Il giudice ha accolto la domanda proposta dai legali della direttrice di unità operativa complessa di un'azienda ospedaliera a cui veniva contestato un debito orario
Il giudice ha accolto la domanda proposta dai legali della direttrice di unità operativa complessa di un'azienda ospedaliera a cui veniva contestato un debito orario
Il dirigente medico non è tenuto a rispettare un orario di lavoro minimo. E' la sentenza del Tribunale di Reggio Calabria, seconda sezione Civile Settore Lavoro/Previdenza, che con questa decisione crea un precedente per i dirigenti medici. La professionista era accusata di non aver svolto l'orario di lavoro previsto di 38 ore settimanali, ma Il giudice Arturo D’Ingianna ha accolto la domanda proposta nell’interesse della direttrice di unità operativa complessa di una importante azienda ospedaliera, dichiarando che la ricorrente non era tenuta a rispettare un orario di lavoro minimo. Di conseguenza è stato ritenuto illegittimo il provvedimento di determinazione di un debito orario, stante l’insussistenza dell’indebito contestato. Per l’effetto ha dichiarato non dovuta la richiesta restitutoria avanzata dall’azienda ospedaliera per l’asserito debito orario accertato sulla base delle timbrature. Lo riporta Messina Today.
"La lavoratrice, difesa da Legalilavoro Messina, ha evidenziato che i direttori di unità operativa complessa sono esclusi dalle tutele in materia di orario di lavoro, come previsto dall’art. 17 d.lgs. 66/2003. L’art. 24 Ccnl del comparto, che stabilisce in 38 ore settimanali l’orario di lavoro contrattualmente dovuto dai dirigenti medici, non si applica infatti ai titolari di un incarico di struttura complessa, per i quali il seguente art. 25 prescrive la rilevazione delle presenze tramite timbratura unicamente ai fini del calcolo degli istituti indiretti o accessori della retribuzione quali ferie, assenze e congedi. I titolari di struttura complessa devono perciò assicurare la loro presenza in servizio quando e quanto serve senza limiti di orario, al fine di svolgere le funzioni attribuite per la corretta organizzazione e gestione delle risorse della struttura di riferimento", si legge sul sito del quotidiano telematico.

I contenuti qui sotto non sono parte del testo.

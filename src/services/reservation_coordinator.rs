use std::sync::Arc;
use tracing::{info, instrument};
use uuid::Uuid;

use super::{credit_ledger::CreditLedger, idempotency};
use crate::{
    clock::Clock,
    error::{ApiError, Result},
    models::{
        booking::{Enrollment, EnrollmentStatus},
        ledger::{CreditKey, LedgerOutcome},
    },
    store::{CreditStore, StoreTxn},
};

/// Keeps enrollment state and credit state in step.
///
/// Booking reserves a credit or fails; cancelling releases the credit only if
/// one is actually held and the session is still ahead. The cancellation
/// window itself is the booking workflow's business.
pub struct ReservationCoordinator {
    store: Arc<dyn CreditStore>,
    ledger: CreditLedger,
    clock: Arc<dyn Clock>,
}

impl ReservationCoordinator {
    pub fn new(store: Arc<dyn CreditStore>, ledger: CreditLedger, clock: Arc<dyn Clock>) -> Self {
        Self {
            store,
            ledger,
            clock,
        }
    }

    /// Enroll a student into a session, reserving one credit of the session's subject.
    ///
    /// On `NoCreditsAvailable` nothing is written: no enrollment, no
    /// allocation of an "any subject" package.
    #[instrument(skip(self))]
    pub async fn enroll(&self, student_id: Uuid, session_id: Uuid) -> Result<Enrollment> {
        let mut txn = self.store.begin().await?;

        match self.enroll_in_txn(txn.as_mut(), student_id, session_id).await {
            Ok(enrollment) => {
                txn.commit().await?;
                info!(
                    student_id = %student_id,
                    session_id = %session_id,
                    enrollment_id = %enrollment.id,
                    "Enrollment created with reserved credit"
                );
                Ok(enrollment)
            }
            Err(e) => {
                txn.rollback().await?;
                Err(e)
            }
        }
    }

    /// Cancel an enrollment, refunding its credit when eligible
    #[instrument(skip(self))]
    pub async fn cancel(&self, enrollment_id: Uuid) -> Result<Enrollment> {
        let mut txn = self.store.begin().await?;

        match self.cancel_in_txn(txn.as_mut(), enrollment_id).await {
            Ok(enrollment) => {
                txn.commit().await?;
                Ok(enrollment)
            }
            Err(e) => {
                txn.rollback().await?;
                Err(e)
            }
        }
    }

    async fn enroll_in_txn(
        &self,
        txn: &mut dyn StoreTxn,
        student_id: Uuid,
        session_id: Uuid,
    ) -> Result<Enrollment> {
        let now = self.clock.now();

        let session = txn
            .find_session(session_id)
            .await?
            .ok_or_else(|| ApiError::NotFound(format!("Session {} not found", session_id)))?;

        if session.has_started(now) {
            return Err(ApiError::Conflict(format!(
                "Session {} has already started",
                session_id
            )));
        }

        if txn
            .find_active_enrollment(student_id, session_id)
            .await?
            .is_some()
        {
            return Err(ApiError::Conflict(format!(
                "Student {} is already enrolled in session {}",
                student_id, session_id
            )));
        }

        // Payment rows are locked before the balance row, same as the webhook paths
        let key = CreditKey::new(student_id, session.subject_id);
        if self.ledger.usable_balance(&mut *txn, key).await? <= 0 {
            self.allocate_generic_package(&mut *txn, key).await?;
        }

        let enrollment_id = Uuid::new_v4();
        self.ledger.reserve(&mut *txn, key, enrollment_id).await?;

        let enrollment = Enrollment {
            id: enrollment_id,
            session_id,
            student_id,
            status: EnrollmentStatus::Active,
            credits_reserved: 1,
            created_at: now,
            cancelled_at: None,
        };
        txn.insert_enrollment(&enrollment).await?;

        Ok(enrollment)
    }

    /// Credit the oldest unallocated "any subject" package to `key`'s subject
    async fn allocate_generic_package(
        &self,
        txn: &mut dyn StoreTxn,
        key: CreditKey,
    ) -> Result<Option<LedgerOutcome>> {
        let candidates = txn.lock_open_generic_payments(key.student_id).await?;
        let Some(payment) = idempotency::first_unallocated(&mut *txn, candidates).await? else {
            return Ok(None);
        };

        let outcome = self
            .ledger
            .grant(&mut *txn, key, payment.session_count, payment.id)
            .await?;

        info!(
            student_id = %key.student_id,
            subject_id = %key.subject_id,
            payment_id = %payment.id,
            amount = payment.session_count,
            "Allocated any-subject package to first booked subject"
        );

        Ok(Some(outcome))
    }

    async fn cancel_in_txn(&self, txn: &mut dyn StoreTxn, enrollment_id: Uuid) -> Result<Enrollment> {
        let mut enrollment = txn.lock_enrollment(enrollment_id).await?.ok_or_else(|| {
            ApiError::NotFound(format!("Enrollment {} not found", enrollment_id))
        })?;

        if enrollment.is_cancelled() {
            return Ok(enrollment);
        }

        let session = txn
            .find_session(enrollment.session_id)
            .await?
            .ok_or_else(|| {
                ApiError::NotFound(format!("Session {} not found", enrollment.session_id))
            })?;

        let now = self.clock.now();
        if enrollment.holds_credit() && !session.has_started(now) {
            let key = CreditKey::new(enrollment.student_id, session.subject_id);
            self.ledger.release(&mut *txn, key, enrollment.id).await?;
            enrollment.credits_reserved = 0;
        }

        enrollment.status = EnrollmentStatus::Cancelled;
        enrollment.cancelled_at = Some(now);
        txn.save_enrollment(&enrollment).await?;

        info!(
            enrollment_id = %enrollment.id,
            student_id = %enrollment.student_id,
            refunded = !enrollment.holds_credit(),
            "Enrollment cancelled"
        );

        Ok(enrollment)
    }
}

L’orario di lavoro, a differenza del tempo di lavoro, non costituisce parametro della prestazione che va valutata in relazione al conseguimento degli obiettivi assegnati e all’adempimento delle funzioni e responsabilità attribuite, con particolare riferimento all’efficace ed efficiente gestione delle risorse conferite alla struttura diretta. In definitiva, il direttore di struttura complessa non è tenuto ad un orario contrattuale predefinito e, quindi, non può determinarsi un debito orario a suo carico così come non può determinarsi neppure un credito a suo vantaggio.
Il Tribunale ha condiviso i suddetti argomenti, utilizzati dalla difesa della dirigente, e ha riconosciuto che il contratto collettivo rappresenta fonte delegata dalla legge alla disciplina del rapporto di lavoro, anche in tema di orario, ed al trattamento economico. Ha in particolare osservato che «non vi è alcun elemento che faccia ritenere che la contrattazione collettiva intenda sottoporre il dirigente di struttura complessa alla prestazione minimale dell'orario di lavoro di 38 ore settimanali perché pur prevedendo una presenza in servizio per il direttore di struttura complessa non la predefinisce quantitativamente e lascia piuttosto alla autoresponsabilità del direttore di armonizzare la presenza in servizio con le presenze degli altri dirigenti al fine di realizzare i programmi e gli obiettivi assegnati». E, ancora, ha precisato come «l'art. 24 ribadisce per i dirigenti medici la presenza in servizio e il tempo di lavoro, con una articolazione flessibile. L'orario per i dirigenti medici resta di 38 ore settimanali. Al comma 7 prevede un orario articolato su cinque o sei giorni e un orario convenzionale giornaliero. [Mentre] l'art. 25 (orario di lavoro dei dirigenti con incarico di direzione di struttura complessa) nessun richiamo fa all'orario di lavoro di 38 ore di cui al precedente».
Il Tribunale ha quindi escluso l’obbligo per la ricorrente, direttrice di unità operativa complessa, di dover rispettare un orario di lavoro in presenza di minimo 38 ore settimanali. Il debito orario era stato contestato sulla base delle timbrature registrate da un software che presenterebbe anche macroscopici errori di programmazione. Ad esempio, nella stampa cartellino risultava sommato al debito orario il credito orario arbitrariamente, trasformando un + in un -.